*WORK TASK*. A verbatim repeat of the records beneath this line is needed.

*RECORDS FOR THIS TASK*.
---+---
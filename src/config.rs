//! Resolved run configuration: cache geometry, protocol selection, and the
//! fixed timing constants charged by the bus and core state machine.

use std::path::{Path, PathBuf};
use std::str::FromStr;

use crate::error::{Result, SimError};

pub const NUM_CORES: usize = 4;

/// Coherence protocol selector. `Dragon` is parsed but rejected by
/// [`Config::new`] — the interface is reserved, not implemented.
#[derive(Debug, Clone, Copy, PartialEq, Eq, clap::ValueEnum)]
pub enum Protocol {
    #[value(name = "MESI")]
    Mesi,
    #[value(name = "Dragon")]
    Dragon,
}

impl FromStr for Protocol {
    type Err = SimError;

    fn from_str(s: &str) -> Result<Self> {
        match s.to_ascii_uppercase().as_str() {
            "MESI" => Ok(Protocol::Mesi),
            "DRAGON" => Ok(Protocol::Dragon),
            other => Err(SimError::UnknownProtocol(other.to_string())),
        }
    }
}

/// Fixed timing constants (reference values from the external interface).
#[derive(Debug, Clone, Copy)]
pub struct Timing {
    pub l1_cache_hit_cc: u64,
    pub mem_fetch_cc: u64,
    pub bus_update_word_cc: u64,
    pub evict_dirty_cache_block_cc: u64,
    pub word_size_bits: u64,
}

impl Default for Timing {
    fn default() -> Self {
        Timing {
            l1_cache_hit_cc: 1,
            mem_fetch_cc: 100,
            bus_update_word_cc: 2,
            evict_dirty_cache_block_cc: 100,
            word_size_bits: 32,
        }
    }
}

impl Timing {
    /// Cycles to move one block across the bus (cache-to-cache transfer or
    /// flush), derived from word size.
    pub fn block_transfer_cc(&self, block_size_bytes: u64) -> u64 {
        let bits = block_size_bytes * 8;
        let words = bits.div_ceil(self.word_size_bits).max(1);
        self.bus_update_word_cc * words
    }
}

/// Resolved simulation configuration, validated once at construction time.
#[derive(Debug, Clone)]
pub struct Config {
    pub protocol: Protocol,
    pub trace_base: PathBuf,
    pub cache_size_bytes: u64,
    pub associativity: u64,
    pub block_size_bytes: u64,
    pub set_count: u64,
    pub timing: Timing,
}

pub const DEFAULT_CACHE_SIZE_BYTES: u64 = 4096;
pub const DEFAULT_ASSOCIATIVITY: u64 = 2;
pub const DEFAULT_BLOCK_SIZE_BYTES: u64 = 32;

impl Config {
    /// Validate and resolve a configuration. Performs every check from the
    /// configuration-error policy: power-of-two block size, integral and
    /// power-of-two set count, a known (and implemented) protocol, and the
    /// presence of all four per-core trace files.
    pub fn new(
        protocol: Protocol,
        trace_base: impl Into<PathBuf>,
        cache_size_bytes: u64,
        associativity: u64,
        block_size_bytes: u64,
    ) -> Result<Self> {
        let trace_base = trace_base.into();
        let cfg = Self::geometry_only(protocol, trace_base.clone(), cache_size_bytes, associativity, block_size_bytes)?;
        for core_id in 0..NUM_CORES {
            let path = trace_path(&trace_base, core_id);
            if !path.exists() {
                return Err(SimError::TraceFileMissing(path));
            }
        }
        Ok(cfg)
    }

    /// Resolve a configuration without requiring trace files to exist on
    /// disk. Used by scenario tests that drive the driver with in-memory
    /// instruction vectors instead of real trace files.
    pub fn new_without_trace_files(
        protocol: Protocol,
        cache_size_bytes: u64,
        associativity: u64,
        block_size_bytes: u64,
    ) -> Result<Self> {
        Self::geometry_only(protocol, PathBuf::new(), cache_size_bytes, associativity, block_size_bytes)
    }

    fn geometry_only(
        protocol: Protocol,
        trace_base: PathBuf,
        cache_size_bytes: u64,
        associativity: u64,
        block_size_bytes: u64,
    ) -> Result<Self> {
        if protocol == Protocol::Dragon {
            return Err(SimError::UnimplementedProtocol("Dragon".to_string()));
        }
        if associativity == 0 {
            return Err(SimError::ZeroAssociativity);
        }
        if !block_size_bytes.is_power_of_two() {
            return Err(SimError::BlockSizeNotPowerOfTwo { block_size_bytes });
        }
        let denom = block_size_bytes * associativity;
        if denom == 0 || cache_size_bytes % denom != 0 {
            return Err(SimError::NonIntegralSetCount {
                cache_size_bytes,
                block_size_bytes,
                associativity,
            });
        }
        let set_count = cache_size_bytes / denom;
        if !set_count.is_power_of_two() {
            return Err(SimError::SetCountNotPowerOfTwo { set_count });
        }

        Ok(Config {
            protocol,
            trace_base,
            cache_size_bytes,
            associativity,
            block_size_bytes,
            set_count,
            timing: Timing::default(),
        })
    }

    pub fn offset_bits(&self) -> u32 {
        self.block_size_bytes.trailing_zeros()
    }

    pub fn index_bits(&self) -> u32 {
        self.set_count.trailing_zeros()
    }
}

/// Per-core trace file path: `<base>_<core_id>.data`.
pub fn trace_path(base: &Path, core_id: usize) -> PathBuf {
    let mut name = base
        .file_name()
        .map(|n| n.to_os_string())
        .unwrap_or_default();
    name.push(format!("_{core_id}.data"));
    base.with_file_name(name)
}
---+---
*THE COMPLETED TASK*.
filename src/config.rs
//! Resolved run configuration: cache geometry, protocol selection, and the
//! fixed timing constants charged by the bus and core state machine.

use std::path::{Path, PathBuf};
use std::str::FromStr;

use crate::error::{Result, SimError};

pub const NUM_CORES: usize = 4;

/// Coherence protocol selector. `Dragon` is parsed but rejected by
/// [`Config::new`] — the interface is reserved, not implemented.
#[derive(Debug, Clone, Copy, PartialEq, Eq, clap::ValueEnum)]
pub enum Protocol {
    #[value(name = "MESI")]
    Mesi,
    #[value(name = "Dragon")]
    Dragon,
}

impl FromStr for Protocol {
    type Err = SimError;

    fn from_str(s: &str) -> Result<Self> {
        match s.to_ascii_uppercase().as_str() {
            "MESI" => Ok(Protocol::Mesi),
            "DRAGON" => Ok(Protocol::Dragon),
            other => Err(SimError::UnknownProtocol(other.to_string())),
        }
    }
}

/// Fixed timing constants (reference values from the external interface).
#[derive(Debug, Clone, Copy)]
pub struct Timing {
    pub l1_cache_hit_cc: u64,
    pub mem_fetch_cc: u64,
    pub bus_update_word_cc: u64,
    pub evict_dirty_cache_block_cc: u64,
    pub word_size_bits: u64,
}

impl Default for Timing {
    fn default() -> Self {
        Timing {
            l1_cache_hit_cc: 1,
            mem_fetch_cc: 100,
            bus_update_word_cc: 2,
            evict_dirty_cache_block_cc: 100,
            word_size_bits: 32,
        }
    }
}

impl Timing {
    /// Cycles to move one block across the bus (cache-to-cache transfer or
    /// flush), derived from word size.
    pub fn block_transfer_cc(&self, block_size_bytes: u64) -> u64 {
        let bits = block_size_bytes * 8;
        let words = bits.div_ceil(self.word_size_bits).max(1);
        self.bus_update_word_cc * words
    }
}

/// Resolved simulation configuration, validated once at construction time.
#[derive(Debug, Clone)]
pub struct Config {
    pub protocol: Protocol,
    pub trace_base: PathBuf,
    pub cache_size_bytes: u64,
    pub associativity: u64,
    pub block_size_bytes: u64,
    pub set_count: u64,
    pub timing: Timing,
}

pub const DEFAULT_CACHE_SIZE_BYTES: u64 = 4096;
pub const DEFAULT_ASSOCIATIVITY: u64 = 2;
pub const DEFAULT_BLOCK_SIZE_BYTES: u64 = 32;

impl Config {
    /// Validate and resolve a configuration. Performs every check from the
    /// configuration-error policy: power-of-two block size, integral and
    /// power-of-two set count, a known (and implemented) protocol, and the
    /// presence of all four per-core trace files.
    pub fn new(
        protocol: Protocol,
        trace_base: impl Into<PathBuf>,
        cache_size_bytes: u64,
        associativity: u64,
        block_size_bytes: u64,
    ) -> Result<Self> {
        let trace_base = trace_base.into();
        let cfg = Self::geometry_only(protocol, trace_base.clone(), cache_size_bytes, associativity, block_size_bytes)?;
        for core_id in 0..NUM_CORES {
            let path = trace_path(&trace_base, core_id);
            if !path.exists() {
                return Err(SimError::TraceFileMissing(path));
            }
        }
        Ok(cfg)
    }

    /// Resolve a configuration without requiring trace files to exist on
    /// disk. Used by scenario tests that drive the driver with in-memory
    /// instruction vectors instead of real trace files.
    pub fn new_without_trace_files(
        protocol: Protocol,
        cache_size_bytes: u64,
        associativity: u64,
        block_size_bytes: u64,
    ) -> Result<Self> {
        Self::geometry_only(protocol, PathBuf::new(), cache_size_bytes, associativity, block_size_bytes)
    }

    fn geometry_only(
        protocol: Protocol,
        trace_base: PathBuf,
        cache_size_bytes: u64,
        associativity: u64,
        block_size_bytes: u64,
    ) -> Result<Self> {
        if protocol == Protocol::Dragon {
            return Err(SimError::UnimplementedProtocol("Dragon".to_string()));
        }
        if associativity == 0 {
            return Err(SimError::ZeroAssociativity);
        }
        if !block_size_bytes.is_power_of_two() {
            return Err(SimError::BlockSizeNotPowerOfTwo { block_size_bytes });
        }
        let denom = block_size_bytes * associativity;
        if denom == 0 || cache_size_bytes % denom != 0 {
            return Err(SimError::NonIntegralSetCount {
                cache_size_bytes,
                block_size_bytes,
                associativity,
            });
        }
        let set_count = cache_size_bytes / denom;
        if !set_count.is_power_of_two() {
            return Err(SimError::SetCountNotPowerOfTwo { set_count });
        }

        Ok(Config {
            protocol,
            trace_base,
            cache_size_bytes,
            associativity,
            block_size_bytes,
            set_count,
            timing: Timing::default(),
        })
    }

    pub fn offset_bits(&self) -> u32 {
        self.block_size_bytes.trailing_zeros()
    }

    pub fn index_bits(&self) -> u32 {
        self.set_count.trailing_zeros()
    }
}

/// Per-core trace file path: `<base>_<core_id>.data`.
pub fn trace_path(base: &Path, core_id: usize) -> PathBuf {
    let mut name = base
        .file_name()
        .map(|n| n.to_os_string())
        .unwrap_or_default();
    name.push(format!("_{core_id}.data"));
    base.with_file_name(name)
}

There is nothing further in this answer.